(Items listed in a dataset)
Segment Open

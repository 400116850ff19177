//! Verbose console output for `--verbose`, mirrored to the `log` facade

pub fn print_verbose(verbose: bool, msg: &str) {
    log::debug!("{}", msg);
    if verbose {
        println!("Verbose: {}", msg);
    }
}
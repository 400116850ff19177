use serde::{Deserialize, Serialize};

/// Shipment total for one mesoregion
#[derive(Debug, Deserialize, Serialize, Clone, PartialEq)]
pub struct RegionTotal {
    pub regiao: String,
    pub embarques: u64,
}

/// Payload of `GET /api/stats`.
///
/// The server answers with either `{error}` (nothing loaded, or filters
/// matched nothing) or the full set of statistics.
#[derive(Debug, Deserialize, Serialize, Clone, Default)]
pub struct StatsResponse {
    #[serde(default)]
    pub error: Option<String>,
    #[serde(default)]
    pub total_embarques: Option<u64>,
    #[serde(default)]
    pub total_origens: Option<u32>,
    #[serde(default)]
    pub total_destinos: Option<u32>,
    #[serde(default)]
    pub periodo_inicio: Option<String>,
    #[serde(default)]
    pub periodo_fim: Option<String>,
    #[serde(default)]
    pub top_origens: Vec<RegionTotal>,
    #[serde(default)]
    pub top_destinos: Vec<RegionTotal>,
}

impl StatsResponse {
    /// Absence of `error` means data is loaded
    pub fn is_loaded(&self) -> bool {
        self.error.is_none()
    }
}

/// Payload of `POST /api/upload`
#[derive(Debug, Deserialize, Serialize, Clone)]
pub struct UploadResponse {
    #[serde(default)]
    pub success: bool,
    #[serde(default)]
    pub message: Option<String>,
    #[serde(default)]
    pub error: Option<String>,
}

#[cfg(test)]
mod tests {
    use super::*;

    #[test]
    fn test_stats_error_payload() {
        let json = r#"{"error": "Nenhum dado carregado"}"#;
        let stats: StatsResponse = serde_json::from_str(json).unwrap();
        assert!(!stats.is_loaded());
        assert_eq!(stats.error.as_deref(), Some("Nenhum dado carregado"));
        assert!(stats.top_origens.is_empty());
    }

    #[test]
    fn test_stats_full_payload() {
        let json = r#"{
            "total_embarques": 3600,
            "total_origens": 5,
            "total_destinos": 4,
            "periodo_inicio": "01/2023",
            "periodo_fim": "03/2023",
            "top_origens": [{"regiao": "São Paulo", "embarques": 1500}],
            "top_destinos": [{"regiao": "São Paulo", "embarques": 1200}]
        }"#;
        let stats: StatsResponse = serde_json::from_str(json).unwrap();
        assert!(stats.is_loaded());
        assert_eq!(stats.total_embarques, Some(3600));
        assert_eq!(stats.top_origens[0].regiao, "São Paulo");
        assert_eq!(stats.top_destinos[0].embarques, 1200);
    }

    #[test]
    fn test_upload_response_variants() {
        let ok: UploadResponse =
            serde_json::from_str(r#"{"success": true, "message": "Arquivo processado com sucesso"}"#)
                .unwrap();
        assert!(ok.success);
        assert!(ok.error.is_none());

        let failed: UploadResponse =
            serde_json::from_str(r#"{"success": false, "error": "Formato de arquivo não suportado"}"#)
                .unwrap();
        assert!(!failed.success);
        assert_eq!(
            failed.error.as_deref(),
            Some("Formato de arquivo não suportado")
        );
    }
}
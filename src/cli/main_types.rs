use crate::utils::formatting::{DateFormat, Locale};
use clap::{Parser, Subcommand};
use std::path::PathBuf;

#[derive(Parser)]
#[command(name = "dashboard-utils")]
#[command(about = "Client utilities for the shipments dashboard: uploads, exports and helpers")]
#[command(version)]
pub struct Cli {
    #[arg(short, long, global = true)]
    pub verbose: bool,

    #[arg(short, long, global = true)]
    pub profile: Option<String>,

    #[arg(long, global = true)]
    pub config_dir: Option<String>,

    /// Overrides the profile's server URL
    #[arg(long, global = true, env = "DASHBOARD_URL")]
    pub server_url: Option<String>,

    #[command(subcommand)]
    pub command: Commands,
}

#[derive(Subcommand)]
pub enum Commands {
    /// Check whether the server has data loaded and show its statistics
    Status,
    /// Upload an Excel workbook (.xlsx or .xls)
    Upload {
        /// Workbook to upload
        file: Option<PathBuf>,
    },
    /// Write the CSV upload template
    Template {
        /// Target directory (defaults to the profile's download directory)
        #[arg(long)]
        output_dir: Option<PathBuf>,
    },
    /// Download a file from the server or any URL
    Download {
        /// Absolute URL or server-relative path
        url: String,
        /// File name to save as
        filename: String,
        #[arg(long)]
        output_dir: Option<PathBuf>,
    },
    /// Validate identifiers
    Validate {
        #[command(subcommand)]
        command: ValidateCommands,
    },
    /// Format values for display
    Format {
        #[command(subcommand)]
        command: FormatCommands,
    },
    /// Copy text to the clipboard
    Copy {
        text: String,
    },
    /// Configuration management
    Config {
        #[command(subcommand)]
        command: ConfigCommands,
    },
    /// Keyboard-driven session (Ctrl+U upload, Ctrl+R refresh, Ctrl+E template)
    Interactive,
}

#[derive(Subcommand, Debug)]
pub enum ValidateCommands {
    /// Brazilian taxpayer number, with or without punctuation
    Cpf { value: String },
    /// Email address
    Email { value: String },
}

#[derive(Subcommand, Debug)]
pub enum FormatCommands {
    /// Group thousands for the given locale
    Number {
        #[arg(allow_negative_numbers = true)]
        value: f64,
        #[arg(long, default_value_t = Locale::PtBr)]
        locale: Locale,
    },
    /// value/total as a percentage
    Percentage {
        value: f64,
        total: f64,
        #[arg(long, default_value = "1")]
        decimals: usize,
    },
    /// Render a date in Portuguese
    Date {
        value: String,
        #[arg(long, value_enum, default_value = "short")]
        format: DateFormat,
    },
}

#[derive(Subcommand, Debug)]
pub enum ConfigCommands {
    /// Show the current configuration
    Show,
    /// Set configuration value
    Set {
        /// One of: server_url, timeout_seconds, download_dir, theme
        key: String,
        value: String,
    },
    /// Theme settings
    Theme {
        #[command(subcommand)]
        command: ThemeCommands,
    },
}

#[derive(Subcommand, Debug)]
pub enum ThemeCommands {
    /// Switch between light and dark
    Toggle,
}

#[cfg(test)]
mod tests {
    use super::*;

    #[test]
    fn test_cli_definition_is_valid() {
        use clap::CommandFactory;
        Cli::command().debug_assert();
    }

    #[test]
    fn test_parse_format_number_with_locale() {
        let cli = Cli::try_parse_from([
            "dashboard-utils",
            "format",
            "number",
            "1500.5",
            "--locale",
            "en-US",
        ])
        .unwrap();
        match cli.command {
            Commands::Format {
                command: FormatCommands::Number { value, locale },
            } => {
                assert_eq!(value, 1500.5);
                assert_eq!(locale, Locale::EnUs);
            }
            _ => panic!("expected format number"),
        }
    }

    #[test]
    fn test_upload_file_is_optional() {
        let cli = Cli::try_parse_from(["dashboard-utils", "upload"]).unwrap();
        assert!(matches!(cli.command, Commands::Upload { file: None }));
    }
}
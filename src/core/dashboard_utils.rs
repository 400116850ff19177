//! One-stop facade over the helpers, for embedding applications.

use crate::api::client::DashboardClient;
use crate::core::clipboard::{ClipboardBackend, Osc52Clipboard, SystemClipboard, copy_with_fallback};
use crate::core::notification::{NotificationCenter, NotificationId, Severity, ToastRenderer};
use crate::core::rate_limit::{Debounce, Throttle};
use crate::core::services::ExportService;
use crate::error::{ApiError, ServiceError, UtilsError};
use crate::utils::formatting::{self, DateFormat, Locale};
use crate::utils::validation;
use reqwest::Method;
use serde::de::DeserializeOwned;
use std::path::PathBuf;
use std::sync::Arc;
use std::time::Duration;

pub struct DashboardUtils<R: ToastRenderer> {
    client: Arc<DashboardClient>,
    notifications: NotificationCenter<R>,
    export: ExportService,
}

impl<R: ToastRenderer> DashboardUtils<R> {
    pub fn new(client: DashboardClient, renderer: R, download_dir: PathBuf) -> Self {
        let client = Arc::new(client);
        let export = ExportService::new(client.clone(), download_dir);
        Self {
            client,
            notifications: NotificationCenter::new(renderer),
            export,
        }
    }

    pub fn notifications(&mut self) -> &mut NotificationCenter<R> {
        &mut self.notifications
    }

    pub fn show_toast(&mut self, message: impl Into<String>, severity: Severity) -> NotificationId {
        self.notifications.notify(message, severity)
    }

    pub fn format_number(value: f64, locale: Locale) -> String {
        formatting::format_number(value, locale)
    }

    pub fn format_percentage(value: f64, total: f64, decimals: usize) -> String {
        formatting::format_percentage(value, total, decimals)
    }

    pub fn format_date(input: &str, format: DateFormat) -> Result<String, UtilsError> {
        formatting::format_date(input, format)
    }

    /// Calls must come from inside a tokio runtime; elsewhere they are
    /// dropped (`Debounce::call` returns `false`).
    pub fn debounce<A, F>(wait: Duration, callback: F) -> Debounce<A>
    where
        A: Send + 'static,
        F: Fn(A) + Send + Sync + 'static,
    {
        Debounce::new(wait, callback)
    }

    pub fn throttle<A, F>(limit: Duration, callback: F) -> Throttle<A>
    where
        F: Fn(A) + Send + Sync + 'static,
    {
        Throttle::new(limit, callback)
    }

    pub fn is_valid_email(email: &str) -> bool {
        validation::is_valid_email(email)
    }

    pub fn is_valid_cpf(cpf: &str) -> bool {
        validation::is_valid_cpf(cpf)
    }

    /// Copy with the system clipboard, falling back to OSC 52; reports via toast
    pub fn copy_to_clipboard(&mut self, text: &str) -> bool {
        let mut primary = SystemClipboard;
        let mut fallback = Osc52Clipboard::new(std::io::stdout());
        self.copy_with(&mut primary, &mut fallback, text)
    }

    pub fn copy_with(
        &mut self,
        primary: &mut dyn ClipboardBackend,
        fallback: &mut dyn ClipboardBackend,
        text: &str,
    ) -> bool {
        match copy_with_fallback(primary, fallback, text) {
            Ok(_) => {
                self.notifications
                    .notify("Text copied to clipboard!", Severity::Success);
                true
            }
            Err(e) => {
                log::warn!("Copy failed: {}", e);
                self.notifications
                    .notify("Failed to copy text", Severity::Danger);
                false
            }
        }
    }

    pub async fn export_to_csv<S: AsRef<str>>(
        &self,
        rows: &[Vec<S>],
        file_name: &str,
    ) -> Result<PathBuf, ServiceError> {
        self.export.export_to_csv(rows, file_name).await
    }

    pub async fn download_file(&self, url: &str, file_name: &str) -> Result<PathBuf, ServiceError> {
        self.export.download_file(url, file_name).await
    }

    pub async fn make_request<T: DeserializeOwned>(
        &self,
        method: Method,
        path: &str,
        body: Option<&serde_json::Value>,
    ) -> Result<T, ApiError> {
        self.client.make_request(method, path, body).await
    }
}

Segment Closed

Every line above that includes the string "clap" needs to be copied.

use clap::{Parser, Subcommand};
        use clap::CommandFactory;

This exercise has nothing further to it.